▶ [ASSIGNMENT] Search the material below for the string "action" and extract each line that has it.
● ● ●
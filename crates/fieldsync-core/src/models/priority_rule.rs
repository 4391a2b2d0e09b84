//! Operator-administered priority rules

use serde::{Deserialize, Serialize};
use serde_json::Value;

use super::id::{text_enum, RuleId};
use super::queue_item::EntityType;

/// Comparison applied by a rule condition
#[derive(Debug, Clone, Copy, PartialEq, Eq, Serialize, Deserialize)]
#[serde(rename_all = "SCREAMING_SNAKE_CASE")]
pub enum ConditionOperator {
    /// Exact match (numbers compared numerically)
    Equals,
    /// Numeric comparison; numeric strings are accepted
    GreaterThan,
    /// Case-insensitive substring on the stringified value
    Contains,
}

text_enum!(ConditionOperator {
    Equals => "EQUALS",
    GreaterThan => "GREATER_THAN",
    Contains => "CONTAINS",
});

/// One condition of a rule
#[derive(Debug, Clone, PartialEq, Serialize, Deserialize)]
pub struct RuleCondition {
    /// Dotted field path into the payload data
    pub field: String,
    pub operator: ConditionOperator,
    pub value: Value,
    /// Advisory only; scoring uses the rule-level modifier
    #[serde(default)]
    pub modifier: i32,
}

impl RuleCondition {
    pub fn new(field: impl Into<String>, operator: ConditionOperator, value: Value) -> Self {
        Self {
            field: field.into(),
            operator,
            value,
            modifier: 0,
        }
    }
}

/// A weighting rule applied on top of the built-in scoring heuristics
#[derive(Debug, Clone, PartialEq, Serialize, Deserialize)]
pub struct PriorityRule {
    pub id: RuleId,
    pub name: String,
    /// Entity type the rule targets
    pub entity_type: EntityType,
    /// Conditions; the rule applies when any of them matches
    pub conditions: Vec<RuleCondition>,
    /// Score added when the rule applies
    pub priority_modifier: i32,
    /// Only active rules take part in scoring
    pub is_active: bool,
    /// Author of the rule
    pub created_by: String,
    /// Creation timestamp (Unix ms)
    pub created_at: i64,
}

impl PriorityRule {
    /// Create an active rule
    #[must_use]
    pub fn new(
        name: impl Into<String>,
        entity_type: EntityType,
        conditions: Vec<RuleCondition>,
        priority_modifier: i32,
        created_by: impl Into<String>,
    ) -> Self {
        Self {
            id: RuleId::new(),
            name: name.into(),
            entity_type,
            conditions,
            priority_modifier,
            is_active: true,
            created_by: created_by.into(),
            created_at: chrono::Utc::now().timestamp_millis(),
        }
    }

    /// Whether this rule takes part in scoring items of `entity_type`
    pub fn targets(&self, entity_type: EntityType) -> bool {
        self.is_active && self.entity_type == entity_type
    }
}
//! Durable queue repository

#![allow(clippy::cast_possible_wrap)] // SQLite uses i64 for LIMIT

use rusqlite::{params, Connection, OptionalExtension, Row};
use serde::Serialize;

use super::{decode, decode_json, to_u32};
use crate::error::{Error, Result};
use crate::models::{ConflictId, EntityType, Payload, QueueItem, QueueItemId, QueueStatus};

const COLUMNS: &str = "id, entity_type, entity_id, action, payload, priority, priority_score, \
     priority_reason, status, retry_count, last_error, conflict_id, created_at, updated_at";

/// A persisted entry that could not be decoded
#[derive(Debug, Clone, PartialEq, Eq, Serialize)]
pub struct CorruptEntry {
    pub id: String,
    pub reason: String,
}

/// One stored queue row: either a usable item or the reason it is unreadable
pub type QueueEntry = std::result::Result<QueueItem, CorruptEntry>;

/// Persistence contract for queued mutations
pub trait DurableQueue {
    /// Persist a new item
    fn enqueue(&self, item: &QueueItem) -> Result<()>;

    /// Head of the queue: up to `limit` pending items in sync order, unchanged
    fn dequeue_batch(&self, limit: usize) -> Result<Vec<QueueItem>>;

    /// Set an item's status
    fn mark_status(&self, id: &QueueItemId, status: QueueStatus) -> Result<()>;

    /// Delete an item; returns whether it existed
    fn remove(&self, id: &QueueItemId) -> Result<bool>;

    /// Every stored entry, corrupt ones included
    fn list_all(&self) -> Result<Vec<QueueEntry>>;
}

/// `SQLite` implementation of `DurableQueue`
pub struct SqliteQueueRepository<'a> {
    conn: &'a Connection,
    now: i64,
}

impl<'a> SqliteQueueRepository<'a> {
    /// `now` stamps `updated_at` on every write made through this repository
    pub const fn new(conn: &'a Connection, now: i64) -> Self {
        Self { conn, now }
    }

    /// Fetch one item; a corrupt row is reported as an error
    pub fn get(&self, id: &QueueItemId) -> Result<Option<QueueItem>> {
        let raw = self
            .conn
            .query_row(
                &format!("SELECT {COLUMNS} FROM queue_items WHERE id = ?"),
                params![id.as_str()],
                RawQueueRow::read,
            )
            .optional()?;
        raw.map(RawQueueRow::decode).transpose()
    }

    /// Valid items targeting one entity, oldest first
    pub fn list_by_entity(&self, entity_id: &str) -> Result<Vec<QueueItem>> {
        let mut stmt = self.conn.prepare(&format!(
            "SELECT {COLUMNS} FROM queue_items WHERE entity_id = ? ORDER BY created_at ASC"
        ))?;
        let rows = stmt
            .query_map(params![entity_id], RawQueueRow::read)?
            .collect::<rusqlite::Result<Vec<_>>>()?;
        Ok(rows
            .into_iter()
            .filter_map(|raw| raw.decode().ok())
            .collect())
    }

    /// Write every mutable column of an existing item
    pub fn save(&self, item: &QueueItem) -> Result<()> {
        let changed = self.conn.execute(
            "UPDATE queue_items SET action = ?, payload = ?, priority = ?, priority_score = ?,
                priority_reason = ?, status = ?, retry_count = ?, last_error = ?, conflict_id = ?,
                updated_at = ?
             WHERE id = ?",
            params![
                item.action.as_str(),
                item.payload.to_json().to_string(),
                item.priority.as_str(),
                item.priority_score,
                item.priority_reason,
                item.status.as_str(),
                item.retry_count,
                item.last_error,
                item.conflict_id.map(|id| id.as_str()),
                self.now,
                item.id.as_str(),
            ],
        )?;
        if changed == 0 {
            return Err(Error::NotFound(format!("queue item {}", item.id)));
        }
        Ok(())
    }

    /// Persist a recalculated score without touching anything else
    pub fn update_score(&self, id: &QueueItemId, score: u8, reason: &str) -> Result<()> {
        self.conn.execute(
            "UPDATE queue_items SET priority_score = ?, priority_reason = ? WHERE id = ?",
            params![score, reason, id.as_str()],
        )?;
        Ok(())
    }

    /// Swap the payload of a conflicted item; returns false for any other status
    pub fn replace_payload(&self, id: &QueueItemId, payload: &Payload) -> Result<bool> {
        let changed = self.conn.execute(
            "UPDATE queue_items SET payload = ?, updated_at = ?
             WHERE id = ? AND status = 'CONFLICTED'",
            params![payload.to_json().to_string(), self.now, id.as_str()],
        )?;
        Ok(changed > 0)
    }

    /// Move every row in `from` to `to`; returns how many moved
    pub fn reset_status(&self, from: QueueStatus, to: QueueStatus) -> Result<usize> {
        let changed = self.conn.execute(
            "UPDATE queue_items SET status = ?, updated_at = ? WHERE status = ?",
            params![to.as_str(), self.now, from.as_str()],
        )?;
        Ok(changed)
    }

    /// Count of stored rows per status
    pub fn count_by_status(&self, status: QueueStatus) -> Result<usize> {
        let count: i64 = self.conn.query_row(
            "SELECT COUNT(*) FROM queue_items WHERE status = ?",
            params![status.as_str()],
            |row| row.get(0),
        )?;
        Ok(usize::try_from(count).unwrap_or_default())
    }

    fn read_all(&self, sql: &str) -> Result<Vec<RawQueueRow>> {
        let mut stmt = self.conn.prepare(sql)?;
        let rows = stmt
            .query_map([], RawQueueRow::read)?
            .collect::<rusqlite::Result<Vec<_>>>()?;
        Ok(rows)
    }
}

impl DurableQueue for SqliteQueueRepository<'_> {
    fn enqueue(&self, item: &QueueItem) -> Result<()> {
        self.conn.execute(
            &format!(
                "INSERT INTO queue_items ({COLUMNS})
                 VALUES (?, ?, ?, ?, ?, ?, ?, ?, ?, ?, ?, ?, ?, ?)"
            ),
            params![
                item.id.as_str(),
                item.entity_type().as_str(),
                item.entity_id,
                item.action.as_str(),
                item.payload.to_json().to_string(),
                item.priority.as_str(),
                item.priority_score,
                item.priority_reason,
                item.status.as_str(),
                item.retry_count,
                item.last_error,
                item.conflict_id.map(|id| id.as_str()),
                item.created_at,
                item.updated_at,
            ],
        )?;
        Ok(())
    }

    fn dequeue_batch(&self, limit: usize) -> Result<Vec<QueueItem>> {
        let rows = self.read_all(&format!(
            "SELECT {COLUMNS} FROM queue_items WHERE status = 'PENDING'
             ORDER BY priority_score DESC, created_at ASC"
        ))?;

        let mut batch = Vec::new();
        for raw in rows {
            if batch.len() >= limit {
                break;
            }
            match raw.decode() {
                Ok(item) => batch.push(item),
                Err(error) => tracing::warn!("Skipping unreadable queue entry: {error}"),
            }
        }
        Ok(batch)
    }

    fn mark_status(&self, id: &QueueItemId, status: QueueStatus) -> Result<()> {
        let changed = self.conn.execute(
            "UPDATE queue_items SET status = ?, updated_at = ? WHERE id = ?",
            params![status.as_str(), self.now, id.as_str()],
        )?;
        if changed == 0 {
            return Err(Error::NotFound(format!("queue item {id}")));
        }
        Ok(())
    }

    fn remove(&self, id: &QueueItemId) -> Result<bool> {
        let changed = self
            .conn
            .execute("DELETE FROM queue_items WHERE id = ?", params![id.as_str()])?;
        Ok(changed > 0)
    }

    fn list_all(&self) -> Result<Vec<QueueEntry>> {
        let rows = self.read_all(&format!(
            "SELECT {COLUMNS} FROM queue_items ORDER BY created_at ASC"
        ))?;
        Ok(rows
            .into_iter()
            .map(|raw| {
                let id = raw.id.clone();
                raw.decode().map_err(|error| CorruptEntry {
                    id,
                    reason: match error {
                        Error::CorruptRecord { reason, .. } => reason,
                        other => other.to_string(),
                    },
                })
            })
            .collect())
    }
}

/// Row as stored, before any decoding that could fail
struct RawQueueRow {
    id: String,
    entity_type: String,
    entity_id: String,
    action: String,
    payload: String,
    priority: String,
    priority_score: i64,
    priority_reason: String,
    status: String,
    retry_count: i64,
    last_error: Option<String>,
    conflict_id: Option<String>,
    created_at: i64,
    updated_at: i64,
}

impl RawQueueRow {
    fn read(row: &Row<'_>) -> rusqlite::Result<Self> {
        Ok(Self {
            id: row.get(0)?,
            entity_type: row.get(1)?,
            entity_id: row.get(2)?,
            action: row.get(3)?,
            payload: row.get(4)?,
            priority: row.get(5)?,
            priority_score: row.get(6)?,
            priority_reason: row.get(7)?,
            status: row.get(8)?,
            retry_count: row.get(9)?,
            last_error: row.get(10)?,
            conflict_id: row.get(11)?,
            created_at: row.get(12)?,
            updated_at: row.get(13)?,
        })
    }

    fn decode(self) -> Result<QueueItem> {
        let id = self.id.as_str();
        let entity_type: EntityType = decode(id, "entity_type", &self.entity_type)?;
        let data = decode_json(id, "payload", &self.payload)?;
        let payload = Payload::from_json(entity_type, data).map_err(|error| Error::CorruptRecord {
            id: id.to_string(),
            reason: format!("payload: {error}"),
        })?;
        let priority_score = u8::try_from(self.priority_score)
            .ok()
            .filter(|score| *score <= 100)
            .ok_or_else(|| Error::CorruptRecord {
                id: id.to_string(),
                reason: format!("priority_score: {} out of range", self.priority_score),
            })?;
        let conflict_id = self
            .conflict_id
            .as_deref()
            .map(|value| decode::<ConflictId, _>(id, "conflict_id", value))
            .transpose()?;

        Ok(QueueItem {
            id: decode(id, "id", id)?,
            entity_id: self.entity_id,
            action: decode(id, "action", &self.action)?,
            payload,
            priority: decode(id, "priority", &self.priority)?,
            priority_score,
            priority_reason: self.priority_reason,
            status: decode(id, "status", &self.status)?,
            retry_count: to_u32(id, "retry_count", self.retry_count)?,
            last_error: self.last_error,
            conflict_id,
            created_at: self.created_at,
            updated_at: self.updated_at,
        })
    }
}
● ● ●
▶ [RESPONSE TO THE EXERCISE]
const COLUMNS: &str = "id, entity_type, entity_id, action, payload, priority, priority_score, \
            "UPDATE queue_items SET action = ?, payload = ?, priority = ?, priority_score = ?,
                item.action.as_str(),
                item.action.as_str(),
    action: String,
            action: row.get(3)?,
            action: decode(id, "action", &self.action)?,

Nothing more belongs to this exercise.